▶ Problem
An exact reprint of all the records is the expected answer.

──────── Task inputs ────────

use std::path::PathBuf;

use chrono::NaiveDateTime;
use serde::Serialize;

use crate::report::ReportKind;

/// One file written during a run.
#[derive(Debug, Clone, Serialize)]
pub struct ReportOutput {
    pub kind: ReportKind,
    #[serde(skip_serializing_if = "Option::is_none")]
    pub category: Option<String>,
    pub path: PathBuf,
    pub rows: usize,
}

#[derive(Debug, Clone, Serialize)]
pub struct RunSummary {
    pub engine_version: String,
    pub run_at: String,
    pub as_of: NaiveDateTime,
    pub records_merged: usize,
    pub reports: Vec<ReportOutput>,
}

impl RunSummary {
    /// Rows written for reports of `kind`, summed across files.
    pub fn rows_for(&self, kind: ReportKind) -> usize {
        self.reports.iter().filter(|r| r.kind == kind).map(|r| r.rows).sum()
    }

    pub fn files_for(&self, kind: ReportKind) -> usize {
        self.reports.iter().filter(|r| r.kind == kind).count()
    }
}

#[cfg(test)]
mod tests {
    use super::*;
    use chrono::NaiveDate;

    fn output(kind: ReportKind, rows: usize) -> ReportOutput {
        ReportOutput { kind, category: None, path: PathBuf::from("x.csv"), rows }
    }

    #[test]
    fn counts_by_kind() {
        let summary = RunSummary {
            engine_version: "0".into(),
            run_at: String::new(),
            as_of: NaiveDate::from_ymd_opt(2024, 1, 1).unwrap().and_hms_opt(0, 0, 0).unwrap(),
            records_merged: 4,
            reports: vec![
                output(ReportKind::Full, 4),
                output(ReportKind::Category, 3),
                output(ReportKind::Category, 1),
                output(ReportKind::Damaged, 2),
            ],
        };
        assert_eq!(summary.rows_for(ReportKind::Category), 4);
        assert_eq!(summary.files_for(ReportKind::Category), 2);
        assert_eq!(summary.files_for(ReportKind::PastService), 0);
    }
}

────────

▶ Exercise output
use std::path::PathBuf;

use chrono::NaiveDateTime;
use serde::Serialize;

use crate::report::ReportKind;

/// One file written during a run.
#[derive(Debug, Clone, Serialize)]
pub struct ReportOutput {
    pub kind: ReportKind,
    #[serde(skip_serializing_if = "Option::is_none")]
    pub category: Option<String>,
    pub path: PathBuf,
    pub rows: usize,
}

#[derive(Debug, Clone, Serialize)]
pub struct RunSummary {
    pub engine_version: String,
    pub run_at: String,
    pub as_of: NaiveDateTime,
    pub records_merged: usize,
    pub reports: Vec<ReportOutput>,
}

impl RunSummary {
    /// Rows written for reports of `kind`, summed across files.
    pub fn rows_for(&self, kind: ReportKind) -> usize {
        self.reports.iter().filter(|r| r.kind == kind).map(|r| r.rows).sum()
    }

    pub fn files_for(&self, kind: ReportKind) -> usize {
        self.reports.iter().filter(|r| r.kind == kind).count()
    }
}

#[cfg(test)]
mod tests {
    use super::*;
    use chrono::NaiveDate;

    fn output(kind: ReportKind, rows: usize) -> ReportOutput {
        ReportOutput { kind, category: None, path: PathBuf::from("x.csv"), rows }
    }

    #[test]
    fn counts_by_kind() {
        let summary = RunSummary {
            engine_version: "0".into(),
            run_at: String::new(),
            as_of: NaiveDate::from_ymd_opt(2024, 1, 1).unwrap().and_hms_opt(0, 0, 0).unwrap(),
            records_merged: 4,
            reports: vec![
                output(ReportKind::Full, 4),
                output(ReportKind::Category, 3),
                output(ReportKind::Category, 1),
                output(ReportKind::Damaged, 2),
            ],
        };
        assert_eq!(summary.rows_for(ReportKind::Category), 4);
        assert_eq!(summary.files_for(ReportKind::Category), 2);
        assert_eq!(summary.files_for(ReportKind::PastService), 0);
    }
}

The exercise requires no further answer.